What's new with Janey
19 September 2006

Fighting again…

Well there are more territorial issues going on in my home than there are in the Middle East…well I know that’s an exaggeration – but I am prone to some exaggeration when it comes to describing my relationship- well not really exaggeration, more exacerbating and explaining the problem is how I would like to describe it.

I believe that as we get older we become much more easily annoyed in a relationship.

Thinks about it, at first when you meet a man/woman, you love their ‘little habits’ …things like…when they snort aloud as they laugh, OR when they talk over you as you make a point OR how the snigger at your inability to cook/vacuum/iron and fold towels.

After 25 years of marriage- these tiny things make you plot his murder daily.

You must remember how you would tell friends that ‘He has this funny wee thing where he cleans out my handbag for me, he throws away bits of paper and makes it all tidy, its really thoughtful of him’

YES I KNOW…as I write that I can hear screams from women all over the globe shouting “He goes into your handbag?”

A woman’s handbag is akin to the Holy Grail, it is where we find sanctuary and safety in a world of madness, its where we keep that last bit of gum, that scribbled phone number of a TV producer, that last tissue, that favourite wee packet of sweets, that dirty mangled tampon (that we will use in emergencies, despite the health issues surrounding it) that voucher for a free coffee that you will never use but reminds you of the time in Barcelona, the crumpled photo of your baby niece, that foreign coin you can never use- but makes you smile when you remember Amsterdam, that un-stickable first class stamp and the free lipstick you got from a magazine that would only look good on a cheap whore….BUT…it is YOURS!

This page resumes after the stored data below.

use pendula_core::StepIntegrable;

/// Instantaneous configuration of the bob.
#[derive(Debug, Clone, Copy, PartialEq)]
pub struct State {
    /// Angular displacement from vertical (rad).
    pub angle: f64,
    /// Tangential velocity of the bob (m/s).
    ///
    /// Positive velocity carries the bob toward smaller angles.
    pub velocity: f64,
}

/// Time derivative of a [`State`].
#[derive(Debug, Clone, Copy, PartialEq)]
pub struct Rates {
    /// Rate of change of the angle (rad/s).
    pub angle: f64,
    /// Tangential acceleration (m/s²).
    pub velocity: f64,
}

impl StepIntegrable<f64> for State {
    type Derivative = Rates;

    fn step(&self, derivative: Rates, dt: f64) -> Self {
        State {
            angle: self.angle + derivative.angle * dt,
            velocity: self.velocity + derivative.velocity * dt,
        }
    }
}

impl State {
    /// Mechanical energy per unit mass, `½v² − g·L·cos θ` (J/kg).
    ///
    /// Constant along exact trajectories; forward Euler lets it grow.
    #[must_use]
    pub fn specific_energy(&self, length: f64, gravity: f64) -> f64 {
        0.5 * self.velocity * self.velocity - gravity * length * self.angle.cos()
    }
}

#[cfg(test)]
mod tests {
    use super::*;

    use approx::assert_relative_eq;

    #[test]
    fn step_moves_both_coordinates() {
        let state = State {
            angle: 0.5,
            velocity: -1.0,
        };
        let rates = Rates {
            angle: 2.0,
            velocity: 4.0,
        };

        let next = state.step(rates, 0.25);

        assert_relative_eq!(next.angle, 1.0);
        assert_relative_eq!(next.velocity, 0.0);
    }

    #[test]
    fn energy_is_lowest_hanging_at_rest() {
        let hanging = State {
            angle: 0.0,
            velocity: 0.0,
        };
        let raised = State {
            angle: 1.0,
            velocity: 0.0,
        };
        let swinging = State {
            angle: 0.0,
            velocity: 0.3,
        };

        assert_relative_eq!(hanging.specific_energy(0.1, 9.8), -0.98);
        assert!(raised.specific_energy(0.1, 9.8) > hanging.specific_energy(0.1, 9.8));
        assert_relative_eq!(swinging.specific_energy(0.1, 9.8), 0.045 - 0.98);
    }
}
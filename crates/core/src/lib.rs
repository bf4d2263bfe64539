//! Core traits for the Pendula workspace.
//!
//! The solver crate and the pendulum model both build on two small seams:
//!
//! - [`StepIntegrable`]: a state that can be advanced by `derivative * delta`
//! - [`Observer`]: receives solver events and optionally returns a control action

mod observer;
mod step;

pub use observer::Observer;
pub use step::{DerivativeOf, StepIntegrable};
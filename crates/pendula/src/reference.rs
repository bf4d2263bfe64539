//! Closed-form reference periods, used only for comparison.
//!
//! - Harmonic (small-angle) period: `T₀ = 2π·sqrt(L/g)`
//! - Exact period for release from rest at `θ₀`:
//!   `T = 2·T₀/π · K(k²)` with `k = sin(θ₀/2)`
//!
//! `K` is the complete elliptic integral of the first kind in the parameter
//! convention `m = k²`. It is supplied by a [`CompleteEllipticK`]
//! implementation; [`Ellip`] is the default.

use std::f64::consts::{PI, TAU};

use uom::si::{
    acceleration::meter_per_second_squared, angle::radian, f64::Time, length::meter, time::second,
};

use crate::Parameters;

/// Provider of the complete elliptic integral of the first kind.
pub trait CompleteEllipticK {
    /// Returns `K(m) = ∫₀^{π/2} dφ / sqrt(1 − m·sin²φ)`.
    fn complete_elliptic_k(&self, m: f64) -> f64;
}

/// `K(m)` from the [`ellip`] special-function crate.
///
/// Returns infinity for `m ≥ 1` and NaN wherever `ellip` reports a domain
/// error.
#[derive(Debug, Clone, Copy, Default)]
pub struct Ellip;

impl CompleteEllipticK for Ellip {
    fn complete_elliptic_k(&self, m: f64) -> f64 {
        if m >= 1.0 {
            return f64::INFINITY;
        }
        ellip::ellipk(m).unwrap_or(f64::NAN)
    }
}

/// The two reference periods for one setup.
#[derive(Debug, Clone, Copy, PartialEq)]
pub struct ReferencePeriods {
    /// Small-angle approximation, independent of amplitude.
    pub harmonic: Time,
    /// Exact period from the complete elliptic integral.
    pub exact: Time,
}

impl ReferencePeriods {
    /// Computes both periods using the [`Ellip`] elliptic integral.
    #[must_use]
    pub fn estimate(params: &Parameters) -> Self {
        Self::estimate_with(params, &Ellip)
    }

    /// Computes both periods using the given elliptic integral provider.
    #[must_use]
    pub fn estimate_with(params: &Parameters, provider: &impl CompleteEllipticK) -> Self {
        Self {
            harmonic: harmonic_period(params),
            exact: elliptic_period(params, provider),
        }
    }
}

/// Returns the small-angle period `2π·sqrt(L/g)`.
#[must_use]
pub fn harmonic_period(params: &Parameters) -> Time {
    let length = params.length.get::<meter>();
    let gravity = params.gravity.get::<meter_per_second_squared>();

    Time::new::<second>(TAU * (length / gravity).sqrt())
}

/// Returns the exact period for release from the initial angle.
///
/// Only the initial angle enters; the initial velocity is ignored.
#[must_use]
pub fn elliptic_period(params: &Parameters, provider: &impl CompleteEllipticK) -> Time {
    let harmonic = harmonic_period(params).get::<second>();
    let k = (0.5 * params.initial_angle.get::<radian>()).sin();

    Time::new::<second>(2.0 * harmonic / PI * provider.complete_elliptic_k(k * k))
}
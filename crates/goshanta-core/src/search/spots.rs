// crates/goshanta-core/src/search/spots.rs
use crate::error::Result;
use crate::model::{field, Spot};
use crate::query::Predicate;
use crate::text::{SearchFilters, TokenMatcherSet};
use crate::traits::Collection;

/// Spot fields tested by every token matcher.
pub const SPOT_TEXT_FIELDS: [&str; 8] = [
    field::NAME,
    field::DESCRIPTION,
    field::DISTRICT,
    field::DIVISION,
    field::COUNTRY,
    field::REVIEW_COMMENT,
    field::TAGS,
    field::TYPE,
];

/// Text relevance: any matcher hitting any of [`SPOT_TEXT_FIELDS`].
pub fn text_group(matchers: &TokenMatcherSet) -> Predicate {
    Predicate::or(
        matchers
            .iter()
            .flat_map(|m| {
                SPOT_TEXT_FIELDS
                    .iter()
                    .map(move |f| Predicate::matches(*f, m.clone()))
            })
            .collect(),
    )
}

/// The full spot query: the text group AND every inferred filter.
///
/// Filters only narrow; a spot that satisfies all filters but no text test
/// is never returned.
pub fn spot_predicate(matchers: &TokenMatcherSet, filters: &SearchFilters) -> Predicate {
    let mut clauses = vec![text_group(matchers)];
    if let Some(budget) = &filters.budget {
        clauses.push(Predicate::equals(field::BUDGET_LEVEL, budget.as_str()));
    }
    if let Some(hobby) = &filters.hobby {
        clauses.push(Predicate::any_of(field::TAGS, [hobby.as_str()]));
    }
    if let Some(ideal_for) = &filters.ideal_for {
        clauses.push(Predicate::any_of(field::IDEAL_FOR, [ideal_for.as_str()]));
    }
    Predicate::and(clauses)
}

/// Run the spot query. Empty `matchers` never reach the collection.
pub fn search_spots<C>(
    spots: &C,
    matchers: &TokenMatcherSet,
    filters: &SearchFilters,
) -> Result<Vec<Spot>>
where
    C: Collection<Spot> + ?Sized,
{
    if matchers.is_empty() {
        return Ok(Vec::new());
    }
    let predicate = spot_predicate(matchers, filters);
    tracing::debug!(leaves = predicate.leaf_count(), ?filters, "querying spots");
    let hits = spots.find(&predicate)?;
    tracing::debug!(hits = hits.len(), "spots matched");
    Ok(hits)
}

#[cfg(test)]
mod tests {
    use super::*;
    use crate::model::BudgetLevel;

    fn spot(name: &str, description: &str, tags: &[&str], budget: BudgetLevel) -> Spot {
        Spot {
            id: None,
            name: name.into(),
            description: description.into(),
            district: "Dhaka".into(),
            division: "Dhaka".into(),
            country: "Bangladesh".into(),
            tags: tags.iter().map(|t| t.to_string()).collect(),
            kind: "place".into(),
            budget_level: Some(budget),
            ideal_for: vec!["family".into()],
            user_reviews: Vec::new(),
        }
    }

    #[test]
    fn text_group_is_matchers_times_fields() {
        let matchers = TokenMatcherSet::build("lake museum");
        match text_group(&matchers) {
            Predicate::Or(children) => assert_eq!(children.len(), 16),
            other => panic!("expected an OR group, got {other:?}"),
        }
    }

    #[test]
    fn description_hit_satisfies_the_text_group() {
        let matchers = TokenMatcherSet::build("lake museum");
        let fort = spot("Lalbagh Fort", "Has a small Museum inside", &["history"], BudgetLevel::Low);
        assert!(spot_predicate(&matchers, &SearchFilters::default()).evaluate(&fort));
    }

    #[test]
    fn filters_never_replace_text_relevance() {
        let matchers = TokenMatcherSet::build("lake museum");
        let garden = spot("Quiet Garden", "A calm garden", &["nature"], BudgetLevel::Low);
        let filters = SearchFilters {
            budget: Some("low".into()),
            hobby: Some("nature".into()),
            ideal_for: Some("family".into()),
        };
        assert!(!spot_predicate(&matchers, &filters).evaluate(&garden));
    }

    #[test]
    fn each_filter_narrows() {
        let matchers = TokenMatcherSet::build("garden");
        let garden = spot("Quiet Garden", "A calm garden", &["nature"], BudgetLevel::Low);

        let mut filters = SearchFilters::default();
        assert!(spot_predicate(&matchers, &filters).evaluate(&garden));

        filters.budget = Some("high".into());
        assert!(!spot_predicate(&matchers, &filters).evaluate(&garden));

        filters.budget = Some("low".into());
        filters.hobby = Some("history".into());
        assert!(!spot_predicate(&matchers, &filters).evaluate(&garden));

        filters.hobby = Some("nature".into());
        filters.ideal_for = Some("solo".into());
        assert!(!spot_predicate(&matchers, &filters).evaluate(&garden));
    }

    #[test]
    fn tags_and_type_take_part_in_text_matching() {
        let matchers = TokenMatcherSet::build("trip");
        let garden = spot("Quiet Garden", "A calm garden", &["family trip"], BudgetLevel::Low);
        assert!(text_group(&matchers).evaluate(&garden));
        assert!(text_group(&TokenMatcherSet::build("PLACE")).evaluate(&garden));
    }
}
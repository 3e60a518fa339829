// crates/goshanta-core/src/traits.rs
use crate::error::Result;
use crate::model::{Country, District, Spot};
use crate::query::Predicate;

/// A stored record that predicates can be evaluated against.
///
/// Implementors expose every queryable field as a list of string views. A
/// scalar field yields one value (or none when unset); a sequence field
/// yields one value per element. Predicates treat a field as matching when
/// *any* of its values matches, so `tags ∋ "nature"` and
/// `user_reviews.comment ~ "calm"` need no special casing.
pub trait Document: Clone + Send + Sync + 'static {
    /// Collection name, used in logs and in [`crate::TravelError::DataAccess`].
    const COLLECTION: &'static str;

    /// Values stored under `path`. Unknown paths yield an empty list.
    fn field_values(&self, path: &str) -> Vec<&str>;
}

/// Read-only query capability over one collection.
///
/// This is the seam to the data store. The in-memory
/// [`crate::MemoryCollection`] evaluates predicates directly; other backends
/// translate the [`Predicate`] tree into their own filter language.
///
/// The `Send + Sync` bounds let a search issue queries from several threads
/// when the `parallel` feature is enabled.
pub trait Collection<D: Document>: Send + Sync {
    /// All documents matching `predicate`, in store order.
    fn find(&self, predicate: &Predicate) -> Result<Vec<D>>;

    /// The first document matching `predicate`.
    fn find_one(&self, predicate: &Predicate) -> Result<Option<D>> {
        Ok(self.find(predicate)?.into_iter().next())
    }
}

/// The three collections a search runs against.
///
/// Associated types keep each collection statically typed while letting a
/// store mix backends (e.g. a remote spots collection next to in-memory geo
/// data).
pub trait TravelStore: Send + Sync {
    type Spots: Collection<Spot>;
    type Countries: Collection<Country>;
    type Districts: Collection<District>;

    fn spots(&self) -> &Self::Spots;
    fn countries(&self) -> &Self::Countries;
    fn districts(&self) -> &Self::Districts;
}
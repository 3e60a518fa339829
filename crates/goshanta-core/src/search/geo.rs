// crates/goshanta-core/src/search/geo.rs
use crate::error::Result;
use crate::model::{field, Country, District};
use crate::query::Predicate;
use crate::text::TokenMatcherSet;
use crate::traits::{Collection, TravelStore};
use serde::{Deserialize, Serialize};

/// A division name hit, denormalized with the country that embeds it.
#[derive(Debug, Clone, PartialEq, Eq, Serialize, Deserialize)]
pub struct DivisionMatch {
    pub division: String,
    pub country: String,
}

/// Geo entities matching a query. Categorical filters never apply here.
#[derive(Debug, Clone, Default, PartialEq, Eq, Serialize, Deserialize)]
pub struct GeoMatches {
    pub divisions: Vec<DivisionMatch>,
    pub countries: Vec<Country>,
    pub districts: Vec<District>,
}

pub fn country_predicate(matchers: &TokenMatcherSet) -> Predicate {
    Predicate::or(
        matchers
            .iter()
            .map(|m| Predicate::matches(field::NAME, m.clone()))
            .collect(),
    )
}

pub fn district_predicate(matchers: &TokenMatcherSet) -> Predicate {
    Predicate::or(
        matchers
            .iter()
            .flat_map(|m| {
                [
                    Predicate::matches(field::NAME, m.clone()),
                    Predicate::matches(field::DIVISION, m.clone()),
                ]
            })
            .collect(),
    )
}

/// Scan the divisions embedded in `countries`, in order.
///
/// One pair is emitted per hit; the same division name under two countries
/// yields two pairs.
pub fn matching_divisions(countries: &[Country], matchers: &TokenMatcherSet) -> Vec<DivisionMatch> {
    let mut out = Vec::new();
    for country in countries {
        for division in country.divisions() {
            if matchers.any_match(division) {
                out.push(DivisionMatch {
                    division: division.clone(),
                    country: country.name.clone(),
                });
            }
        }
    }
    out
}

/// Fetch every country and scan its divisions.
pub fn find_divisions<C>(countries: &C, matchers: &TokenMatcherSet) -> Result<Vec<DivisionMatch>>
where
    C: Collection<Country> + ?Sized,
{
    let all = countries.find(&Predicate::All)?;
    Ok(matching_divisions(&all, matchers))
}

pub fn find_countries<C>(countries: &C, matchers: &TokenMatcherSet) -> Result<Vec<Country>>
where
    C: Collection<Country> + ?Sized,
{
    countries.find(&country_predicate(matchers))
}

pub fn find_districts<C>(districts: &C, matchers: &TokenMatcherSet) -> Result<Vec<District>>
where
    C: Collection<District> + ?Sized,
{
    districts.find(&district_predicate(matchers))
}

/// Look the query up in countries, their divisions and districts.
///
/// With the `parallel` feature the three lookups run concurrently; the first
/// failure (in the order divisions, countries, districts) is returned and
/// nothing is assembled.
pub fn cross_reference<S>(store: &S, matchers: &TokenMatcherSet) -> Result<GeoMatches>
where
    S: TravelStore + ?Sized,
{
    if matchers.is_empty() {
        return Ok(GeoMatches::default());
    }

    #[cfg(feature = "parallel")]
    let (divisions, (countries, districts)) = rayon::join(
        || find_divisions(store.countries(), matchers),
        || {
            rayon::join(
                || find_countries(store.countries(), matchers),
                || find_districts(store.districts(), matchers),
            )
        },
    );

    #[cfg(not(feature = "parallel"))]
    let (divisions, countries, districts) = (
        find_divisions(store.countries(), matchers)?,
        find_countries(store.countries(), matchers)?,
        find_districts(store.districts(), matchers)?,
    );

    #[cfg(feature = "parallel")]
    let (divisions, countries, districts) = (divisions?, countries?, districts?);

    tracing::debug!(
        divisions = divisions.len(),
        countries = countries.len(),
        districts = districts.len(),
        "geo cross-reference"
    );

    Ok(GeoMatches {
        divisions,
        countries,
        districts,
    })
}
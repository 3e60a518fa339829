// crates/goshanta-core/src/text/mod.rs

//! # Query Text
//!
//! Everything that happens to the raw phrase before a store is touched:
//! stop-word removal ([`normalize`]), keyword-table filter inference
//! ([`extract_filters`]) and token matcher compilation ([`TokenMatcherSet`]).
//! All of it is pure and total over any `&str`.

mod category;
mod matcher;
mod normalize;
mod vocabulary;

pub use category::{extract_filters, SearchFilters};
pub use matcher::{TokenMatcher, TokenMatcherSet};
pub use normalize::normalize;
pub use vocabulary::{KeywordBucket, KeywordTable, Vocabulary, DEFAULT_VOCABULARY};
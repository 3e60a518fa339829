//! Basic search example for goshanta-rs
//!
//! This example demonstrates how to:
//! - Load the bundled travel dataset
//! - Run free-text searches and read the inferred filters
//! - Swap in a custom vocabulary
//! - Browse the country → division → district → spot hierarchy

use goshanta_rs::prelude::*;

fn main() -> Result<()> {
    println!("=== goshanta-rs Basic Search Example ===\n");

    println!("Loading travel dataset...");
    let db = TravelDb::load()?;
    let stats = db.stats();
    println!(
        "✓ {} spots, {} countries, {} divisions, {} districts\n",
        stats.spots, stats.countries, stats.divisions, stats.districts
    );

    // Example 1: plain searches with the built-in vocabulary
    println!("--- Example 1: Free-text searches ---");
    for raw in [
        "I want to visit Sylhet",
        "cheap historical museum trip for family",
        "luxury lake for couple",
        "i want to go",
    ] {
        println!("> {raw}");
        match db.search(raw)? {
            SearchOutcome::EmptyQuery { message } => println!("  {message}"),
            SearchOutcome::Matches(r) => {
                println!("  cleaned: {:?}  filters: {:?}", r.query, r.filters);
                for s in &r.spots {
                    println!("  spot: {} ({})", s.name(), s.district);
                }
                for d in &r.divisions {
                    println!("  division: {}, {}", d.division, d.country);
                }
                for c in &r.countries {
                    println!("  country: {}", c.name());
                }
                for d in &r.districts {
                    println!("  district: {} ({})", d.name(), d.division());
                }
            }
        }
    }
    println!();

    // Example 2: a custom vocabulary
    println!("--- Example 2: Custom vocabulary ---");
    let vocabulary = Vocabulary::from_json_str(
        r#"{
            "stop_words": ["show", "me", "some", "in"],
            "hobby": [{ "key": "adventure", "triggers": ["thrill", "paragliding"] }]
        }"#,
    )?;
    let engine = QueryEngine::new(&db).with_vocabulary(&vocabulary);
    if let Some(r) = engine.search_spots_and_geo("show me some thrill in Kaski")?.response() {
        println!("filters: {:?}", r.filters);
        for s in &r.spots {
            println!("- {}", s.name());
        }
    }
    println!();

    // Example 3: hierarchy browsing
    println!("--- Example 3: Browsing ---");
    for country in list_countries(&db)? {
        println!("{}", country.name());
        if let Some(divisions) = divisions_of(&db, country.name())? {
            for division in divisions.iter().take(2) {
                let districts = districts_of(&db, division)?;
                println!("  {division}: {} districts", districts.len());
                for d in districts.iter().take(2) {
                    let spots = spots_in(&db, d.name())?;
                    println!("    {} ({} spots)", d.name(), spots.len());
                }
            }
        }
    }

    Ok(())
}
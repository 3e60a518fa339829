//! goshanta-cli: search and browse a travel dataset from the terminal.
//!
//! By default the dataset bundled with `goshanta-core` is loaded and a
//! binary snapshot is cached next to it for fast subsequent runs.
mod args;

use crate::args::{CliArgs, Commands};
use anyhow::Context;
use clap::Parser;
use goshanta_core::prelude::*;
use tracing_subscriber::EnvFilter;

fn init_tracing(verbose: u8) {
    let filter = match verbose {
        0 => EnvFilter::try_from_default_env().unwrap_or_else(|_| EnvFilter::new("warn")),
        1 => EnvFilter::new("debug"),
        _ => EnvFilter::new("trace"),
    };
    tracing_subscriber::fmt()
        .with_env_filter(filter)
        .with_writer(std::io::stderr)
        .init();
}

fn main() -> anyhow::Result<()> {
    let args = CliArgs::parse();
    init_tracing(args.verbose);

    let vocabulary = match &args.vocabulary {
        Some(path) => Vocabulary::from_json_path(path)
            .with_context(|| format!("loading vocabulary from {}", path.display()))?,
        None => Vocabulary::builtin(),
    };

    let input_path = args
        .input
        .clone()
        .unwrap_or_else(|| TravelDb::default_data_dir().join(TravelDb::default_dataset_filename()));
    let db = TravelDb::load_from_path(&input_path)
        .with_context(|| format!("loading dataset from {}", input_path.display()))?;

    let engine = QueryEngine::new(&db).with_vocabulary(&vocabulary);

    match args.command {
        Commands::Stats => {
            let stats = db.stats();
            if args.json {
                println!("{}", serde_json::to_string_pretty(&stats)?);
            } else {
                println!("Dataset statistics:");
                println!("  Spots: {}", stats.spots);
                println!("  Countries: {}", stats.countries);
                println!("  Divisions: {}", stats.divisions);
                println!("  Districts: {}", stats.districts);
            }
        }

        Commands::Search { query } => {
            let raw = query.join(" ");
            let outcome = match engine.search_spots_and_geo(&raw) {
                Ok(outcome) => outcome,
                Err(e) => return Err(server_error(e)),
            };
            if args.json {
                println!("{}", serde_json::to_string_pretty(&outcome)?);
            } else {
                print_outcome(&outcome);
            }
        }

        Commands::Explain { query } => {
            let parsed = engine.parse(&query.join(" "));
            let predicate = goshanta_core::search::spot_predicate(&parsed.matchers, &parsed.filters);
            if args.json {
                let value = serde_json::json!({
                    "query": parsed.cleaned,
                    "tokens": parsed.matchers.tokens(),
                    "filters": parsed.filters,
                    "spotPredicate": predicate,
                });
                println!("{}", serde_json::to_string_pretty(&value)?);
            } else if parsed.is_empty() {
                println!("{EMPTY_QUERY_MESSAGE}");
            } else {
                println!("Cleaned query: {}", parsed.cleaned);
                println!("Tokens: {}", parsed.matchers.tokens().join(", "));
                println!("Budget: {}", parsed.filters.budget.as_deref().unwrap_or("-"));
                println!("Hobby: {}", parsed.filters.hobby.as_deref().unwrap_or("-"));
                println!("Ideal for: {}", parsed.filters.ideal_for.as_deref().unwrap_or("-"));
                println!("Spot predicate: {} field tests", predicate.leaf_count());
            }
        }

        Commands::Countries => {
            let countries = list_countries(&db).map_err(server_error)?;
            if args.json {
                println!("{}", serde_json::to_string_pretty(&countries)?);
            } else {
                for c in &countries {
                    println!("{} ({} divisions)", c.name(), c.divisions().len());
                }
            }
        }

        Commands::Divisions { country } => match divisions_of(&db, &country).map_err(server_error)? {
            Some(divisions) if args.json => {
                println!("{}", serde_json::to_string_pretty(&divisions)?);
            }
            Some(divisions) => {
                println!("Divisions in {country}:");
                for d in divisions {
                    println!("- {d}");
                }
            }
            None => eprintln!("Country {country} not found"),
        },

        Commands::Districts { division } => {
            let districts = districts_of(&db, &division).map_err(server_error)?;
            if args.json {
                println!("{}", serde_json::to_string_pretty(&districts)?);
            } else if districts.is_empty() {
                println!("No districts found for division: {division}");
            } else {
                for d in &districts {
                    println!("- {}", d.name());
                }
            }
        }

        Commands::Spots { district } => {
            let spots = spots_in(&db, &district).map_err(server_error)?;
            if args.json {
                println!("{}", serde_json::to_string_pretty(&spots)?);
            } else if spots.is_empty() {
                println!("No spots found in district: {district}");
            } else {
                for s in &spots {
                    println!("- {} ({})", s.name(), s.kind());
                }
            }
        }
    }

    Ok(())
}

/// Log the backend failure and hand the user a generic message.
fn server_error(e: TravelError) -> anyhow::Error {
    tracing::error!(error = %e, "query failed");
    anyhow::anyhow!("Server error")
}

fn print_outcome(outcome: &SearchOutcome) {
    let response = match outcome {
        SearchOutcome::EmptyQuery { message } => {
            println!("{message}");
            return;
        }
        SearchOutcome::Matches(response) => response,
    };

    let filters = &response.filters;
    println!("Query: {}", response.query);
    if !filters.is_empty() {
        println!(
            "Filters: budget={} hobby={} idealFor={}",
            filters.budget.as_deref().unwrap_or("-"),
            filters.hobby.as_deref().unwrap_or("-"),
            filters.ideal_for.as_deref().unwrap_or("-"),
        );
    }
    if response.is_empty() {
        println!("No results.");
        return;
    }

    if !response.spots.is_empty() {
        println!("Spots:");
        for s in &response.spots {
            let budget = s.budget_level.map(|b| b.as_str()).unwrap_or("-");
            println!("- {} ({}, {}, {}) [{budget}]", s.name(), s.district, s.division, s.country);
        }
    }
    if !response.divisions.is_empty() {
        println!("Divisions:");
        for d in &response.divisions {
            println!("- {}, {}", d.division, d.country);
        }
    }
    if !response.countries.is_empty() {
        println!("Countries:");
        for c in &response.countries {
            println!("- {}", c.name());
        }
    }
    if !response.districts.is_empty() {
        println!("Districts:");
        for d in &response.districts {
            println!("- {} ({})", d.name(), d.division());
        }
    }
}
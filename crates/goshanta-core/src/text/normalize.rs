// crates/goshanta-core/src/text/normalize.rs
use std::collections::HashSet;

/// Lowercase `raw`, split on whitespace runs, drop stop words and re-join
/// with single spaces.
///
/// No stemming and no punctuation stripping: `"visit,"` survives even when
/// `"visit"` is a stop word. An input made only of stop words (or of
/// whitespace) yields `""`, which callers must treat as "nothing to search".
///
/// ```rust
/// use goshanta_core::prelude::*;
///
/// let cleaned = normalize("I wanna visit  Sylhet Tea Gardens", &DEFAULT_VOCABULARY.stop_words);
/// assert_eq!(cleaned, "sylhet tea gardens");
/// ```
pub fn normalize(raw: &str, stop_words: &HashSet<String>) -> String {
    raw.to_lowercase()
        .split_whitespace()
        .filter(|word| !stop_words.contains(*word))
        .collect::<Vec<_>>()
        .join(" ")
}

We need this shit in our lives.

My husband recently cleaned out and re-arranged-
1.-My handbag
2- My underwear drawer
3-My kitchen cupboards

I am now baffled as to where my ‘good bra’, ‘favourite cup’ and ‘phone number on the back of bus ticket’ has gone and he now must die.

He sees this as ‘helping’ and I see it as ‘territorial terrorism’ and it must stop or I will hide his
1- Batteries – that – work collection (Ashley uses them on audio stuff and he freaks)
2- Favourite socks that match
3- Beard trimmer with battery that works
4- Favourite black pen
5- Remote control (Which is more prized that the Ring from Lord of the Rings!)
6- The small bag that he hordes all his small change in

I can be a bastard as well and I am better at him in this ‘War of the Roses’ tactic.

So today we fought again and the anniversary is looming, where will we go? What will we do? Will we celebrate or silently seethe?